WORK INSTRUCTION:
Print all of the records below again without a single difference.
[[ RECORDS FOR THE EXERCISE open ]]
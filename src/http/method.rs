//! Request methods understood by the pipeline.

use std::fmt;
use std::str::FromStr;

use serde::{Deserialize, Serialize};

use crate::error::RouterError;

/// The fixed set of request methods.
#[derive(Debug, Clone, Copy, PartialEq, Eq, Hash, Serialize, Deserialize)]
#[serde(try_from = "String", into = "String")]
pub enum Method {
    Get,
    Head,
    Post,
    Patch,
    Delete,
    Put,
    Connect,
    Options,
    Trace,
}

impl Method {
    /// Methods accepted when the configuration does not list any.
    pub const DEFAULT_ALLOWED: [Method; 7] = [
        Method::Get,
        Method::Head,
        Method::Post,
        Method::Put,
        Method::Patch,
        Method::Delete,
        Method::Options,
    ];

    pub const fn as_str(self) -> &'static str {
        match self {
            Self::Get => "GET",
            Self::Head => "HEAD",
            Self::Post => "POST",
            Self::Patch => "PATCH",
            Self::Delete => "DELETE",
            Self::Put => "PUT",
            Self::Connect => "CONNECT",
            Self::Options => "OPTIONS",
            Self::Trace => "TRACE",
        }
    }

    /// True for methods whose body is read and translated during assembly.
    pub const fn carries_body(self) -> bool {
        matches!(self, Self::Post | Self::Put | Self::Patch | Self::Delete)
    }
}

impl fmt::Display for Method {
    fn fmt(&self, f: &mut fmt::Formatter<'_>) -> fmt::Result {
        f.write_str(self.as_str())
    }
}

impl FromStr for Method {
    type Err = RouterError;

    fn from_str(method: &str) -> Result<Self, Self::Err> {
        let parsed = match method.trim().to_ascii_uppercase().as_str() {
            "GET" => Self::Get,
            "HEAD" => Self::Head,
            "POST" => Self::Post,
            "PATCH" => Self::Patch,
            "DELETE" => Self::Delete,
            "PUT" => Self::Put,
            "CONNECT" => Self::Connect,
            "OPTIONS" => Self::Options,
            "TRACE" => Self::Trace,
            _ => return Err(RouterError::MethodNotAllowed(method.to_string())),
        };
        Ok(parsed)
    }
}

impl TryFrom<String> for Method {
    type Error = RouterError;

    fn try_from(method: String) -> Result<Self, Self::Error> {
        method.parse()
    }
}

impl From<Method> for String {
    fn from(method: Method) -> Self {
        method.as_str().to_string()
    }
}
[[ RECORDS FOR THE EXERCISE closed ]]
REPLY TO THE EXERCISE:
filename src/http/method.rs
//! Request methods understood by the pipeline.

use std::fmt;
use std::str::FromStr;

use serde::{Deserialize, Serialize};

use crate::error::RouterError;

/// The fixed set of request methods.
#[derive(Debug, Clone, Copy, PartialEq, Eq, Hash, Serialize, Deserialize)]
#[serde(try_from = "String", into = "String")]
pub enum Method {
    Get,
    Head,
    Post,
    Patch,
    Delete,
    Put,
    Connect,
    Options,
    Trace,
}

impl Method {
    /// Methods accepted when the configuration does not list any.
    pub const DEFAULT_ALLOWED: [Method; 7] = [
        Method::Get,
        Method::Head,
        Method::Post,
        Method::Put,
        Method::Patch,
        Method::Delete,
        Method::Options,
    ];

    pub const fn as_str(self) -> &'static str {
        match self {
            Self::Get => "GET",
            Self::Head => "HEAD",
            Self::Post => "POST",
            Self::Patch => "PATCH",
            Self::Delete => "DELETE",
            Self::Put => "PUT",
            Self::Connect => "CONNECT",
            Self::Options => "OPTIONS",
            Self::Trace => "TRACE",
        }
    }

    /// True for methods whose body is read and translated during assembly.
    pub const fn carries_body(self) -> bool {
        matches!(self, Self::Post | Self::Put | Self::Patch | Self::Delete)
    }
}

impl fmt::Display for Method {
    fn fmt(&self, f: &mut fmt::Formatter<'_>) -> fmt::Result {
        f.write_str(self.as_str())
    }
}

impl FromStr for Method {
    type Err = RouterError;

    fn from_str(method: &str) -> Result<Self, Self::Err> {
        let parsed = match method.trim().to_ascii_uppercase().as_str() {
            "GET" => Self::Get,
            "HEAD" => Self::Head,
            "POST" => Self::Post,
            "PATCH" => Self::Patch,
            "DELETE" => Self::Delete,
            "PUT" => Self::Put,
            "CONNECT" => Self::Connect,
            "OPTIONS" => Self::Options,
            "TRACE" => Self::Trace,
            _ => return Err(RouterError::MethodNotAllowed(method.to_string())),
        };
        Ok(parsed)
    }
}

impl TryFrom<String> for Method {
    type Error = RouterError;

    fn try_from(method: String) -> Result<Self, Self::Error> {
        method.parse()
    }
}

impl From<Method> for String {
    fn from(method: Method) -> Self {
        method.as_str().to_string()
    }
}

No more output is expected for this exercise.